The confidence, maturity and resilience that shone through Japan’s victory in Rustenburg paints a picture of a team looking ever more comfortable in its own skin. Paraguay will be no pushover in Tuesday’s last-16 clash in Pretoria, but the World Cup rewards those with the wind in their sails and Japan is going from strength to strength as the tournament progresses.
Thursday night’s game was a case in point. The knowledge that a draw would have been enough to progress seemed to weigh heavily as Japan made a tentative start, and Yasuhito Endo and Yuto Nagatomo were both booked for time wasting with the match less than 30 minutes old.
Once Okada’s demand to be bold and go looking for the win had sunk in, however, liberation followed.
The slick, fluid passing style that had thus far been suppressed in South Africa returned, and two free kicks of the highest quality put Japan firmly in the driver’s seat.
The world had seen only the destructive face of Okada’s side until that point, but the image of Shinji Okazaki’s razor-sharp third goal has now been indelibly burned on the tournament’s consciousness.
So, too, has the name of Keisuke Honda. The CSKA Moscow striker always threatened to establish himself as Japan’s leading man coming into the competition, but the impact he has made so far has been astonishing.
Honda’s 17th-minute free kick is unlikely to be bettered by anyone at this World Cup, and his vision, technique and refusal to accept second best has made him one of the stars of the tournament so far.
The fact that he is still only 24 also augurs well for the future, and Japan may have finally found a player capable of surpassing the marker laid down by Hidetoshi Nakata.
But while Honda is grabbing the headlines, his teammates are excelling too.
Captain Makoto Hasebe led by example with a number of well-timed tackles on Thursday, while Endo’s metronomic passing and Yuki Abe’s solid reliability were again to the fore in midfield. Add to this an attack that never stops running and a defense that has conceded only two goals, and the omens are looking good.
To even contemplate a place in the quarterfinals or beyond seemed utterly ludicrous after losing 2-0 to South Korea only a month ago, but the team’s transformation since then is a testament to its character. Okada’s men may not be as talented as the side that reached the second round on home soil in 2002, but they are proving to be tenacious competitors indeed.

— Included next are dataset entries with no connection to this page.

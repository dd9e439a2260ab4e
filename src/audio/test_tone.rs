// This Source Code Form is subject to the terms of the Mozilla Public
// License, v. 2.0. If a copy of the MPL was not distributed with this
// file, You can obtain one at http://mozilla.org/MPL/2.0/.

//! Fixture producer for exercising an exchange.

use crate::audio::BlockLayout;
use crate::realtime::Sample;
use serde::{Deserialize, Serialize};
use std::f32::consts::TAU;

/// Which fixture signal the writer renders.
#[derive(Debug, Clone, Copy, Default, PartialEq, Eq, Serialize, Deserialize)]
#[serde(rename_all = "lowercase")]
pub enum SignalKind {
    #[default]
    Sine,
    /// Every sample carries the block's generation number.
    Tag,
}

#[derive(Debug, Clone, Copy, PartialEq)]
pub enum Signal {
    /// Same sine on every channel.
    Sine { frequency: f32, amplitude: f32 },
    /// Each sample holds the bit pattern of the block's generation.
    GenerationTag,
}

/// Renders one block per call, keeping phase across calls.
#[derive(Debug, Clone)]
pub struct TestTone {
    signal: Signal,
    sample_rate: u32,
    phase: f32,
}

impl TestTone {
    pub fn new(signal: Signal, sample_rate: u32) -> Self {
        Self {
            signal,
            sample_rate: sample_rate.max(1),
            phase: 0.0,
        }
    }

    pub fn sine(frequency: f32, sample_rate: u32) -> Self {
        Self::new(
            Signal::Sine {
                frequency,
                amplitude: 0.5,
            },
            sample_rate,
        )
    }

    pub fn tagged() -> Self {
        Self::new(Signal::GenerationTag, 48_000)
    }

    pub fn signal(&self) -> Signal {
        self.signal
    }

    /// Fill `out` with the block for `generation`.
    ///
    /// `out` must hold `layout.len()` samples. Allocation-free.
    pub fn render<S: Sample>(&mut self, layout: &BlockLayout, generation: u64, out: &mut [S]) {
        match self.signal {
            Signal::GenerationTag => out.fill(S::from_bits(generation as u32)),
            Signal::Sine {
                frequency,
                amplitude,
            } => {
                let step = TAU * frequency / self.sample_rate as f32;
                for frame in 0..layout.frames() {
                    let value = S::from_f32(amplitude * self.phase.sin());
                    for channel in 0..layout.channels() {
                        out[layout.index(frame, channel)] = value;
                    }
                    self.phase = (self.phase + step).rem_euclid(TAU);
                }
            }
        }
    }
}

#[cfg(test)]
mod tests {
    use super::*;

    #[test]
    fn test_tag_fills_block() {
        let layout = BlockLayout::interleaved(8, 2).unwrap();
        let mut tone = TestTone::tagged();
        let mut out = vec![0i32; layout.len()];
        tone.render(&layout, 42, &mut out);
        assert!(out.iter().all(|&v| v == 42));
    }

    #[test]
    fn test_sine_is_continuous_across_blocks() {
        let layout = BlockLayout::planar(64, 2).unwrap();
        let mut tone = TestTone::sine(1000.0, 48_000);
        let mut first = vec![0.0f32; layout.len()];
        let mut second = vec![0.0f32; layout.len()];
        tone.render(&layout, 1, &mut first);
        tone.render(&layout, 2, &mut second);

        let mut one_shot = TestTone::sine(1000.0, 48_000);
        let long = BlockLayout::planar(128, 2).unwrap();
        let mut whole = vec![0.0f32; long.len()];
        one_shot.render(&long, 1, &mut whole);

        for frame in 0..64 {
            assert!((second[layout.index(frame, 0)] - whole[long.index(frame + 64, 0)]).abs() < 1e-4);
            assert_eq!(first[layout.index(frame, 0)], first[layout.index(frame, 1)]);
        }
        assert!(first.iter().all(|v| v.abs() <= 0.5 + 1e-6));
    }

    #[test]
    fn test_phase_stays_wrapped_above_sample_rate() {
        let layout = BlockLayout::interleaved(512, 1).unwrap();
        let mut tone = TestTone::sine(100_000.0, 48_000);
        let mut out = vec![0.0f32; layout.len()];
        for generation in 1..=1000 {
            tone.render(&layout, generation, &mut out);
            assert!(tone.phase >= 0.0 && tone.phase <= TAU);
        }
        assert!(out.iter().all(|v| v.abs() <= 0.5 + 1e-6));
    }

    #[test]
    fn test_negative_frequency_keeps_phase_in_range() {
        let layout = BlockLayout::interleaved(64, 1).unwrap();
        let mut tone = TestTone::sine(-440.0, 48_000);
        let mut out = vec![0.0f32; layout.len()];
        for generation in 1..=100 {
            tone.render(&layout, generation, &mut out);
            assert!(tone.phase >= 0.0 && tone.phase <= TAU);
        }
    }
}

Okada will need no reminding, however, that the 2002 campaign ended not with a bang but the whimper of a 1-0 defeat to Turkey.
Nakata accused his teammates of being satisfied with their lot after that limp capitulation in the Miyagi rain, and it was interesting to hear Honda set his sights higher in the immediate aftermath of Thursday’s win.
Okada, of course, could never be found guilty of lacking ambition. For now, at least, his semifinal target remains a tantalizing possibility.